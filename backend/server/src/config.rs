use std::{env, fmt::Display, path::PathBuf, str::FromStr, time::Duration};

use anyhow::{Result, anyhow};
use tracing::info;

pub struct Config {
    pub port: u16,
    pub database_path: PathBuf,
    pub busy_timeout: Duration,
    pub cors_max_age: Duration,
}

impl Config {
    pub fn load() -> Result<Self> {
        Ok(Self {
            port: try_load("RUST_PORT", "8000")?,
            database_path: try_load("DATABASE_PATH", "food.db")?,
            busy_timeout: Duration::from_millis(try_load("BUSY_TIMEOUT_MS", "5000")?),
            cors_max_age: Duration::from_secs(try_load("CORS_MAX_AGE_SECS", "3600")?),
        })
    }
}

fn try_load<T: FromStr>(key: &str, default: &str) -> Result<T>
where
    T::Err: Display,
{
    let value = env::var(key).unwrap_or_else(|_| {
        info!("{key} not set, using default: {default}");
        default.to_string()
    });

    value
        .parse()
        .map_err(|e| anyhow!("Invalid {key} value {value:?}: {e}"))
}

-.-.-

The records above need to be returned in full, with nothing altered.

**PROBLEM SOLUTION**
filename backend/server/src/config.rs
use std::{env, fmt::Display, path::PathBuf, str::FromStr, time::Duration};

use anyhow::{Result, anyhow};
use tracing::info;

pub struct Config {
    pub port: u16,
    pub database_path: PathBuf,
    pub busy_timeout: Duration,
    pub cors_max_age: Duration,
}

impl Config {
    pub fn load() -> Result<Self> {
        Ok(Self {
            port: try_load("RUST_PORT", "8000")?,
            database_path: try_load("DATABASE_PATH", "food.db")?,
            busy_timeout: Duration::from_millis(try_load("BUSY_TIMEOUT_MS", "5000")?),
            cors_max_age: Duration::from_secs(try_load("CORS_MAX_AGE_SECS", "3600")?),
        })
    }
}

fn try_load<T: FromStr>(key: &str, default: &str) -> Result<T>
where
    T::Err: Display,
{
    let value = env::var(key).unwrap_or_else(|_| {
        info!("{key} not set, using default: {default}");
        default.to_string()
    });

    value
        .parse()
        .map_err(|e| anyhow!("Invalid {key} value {value:?}: {e}"))
}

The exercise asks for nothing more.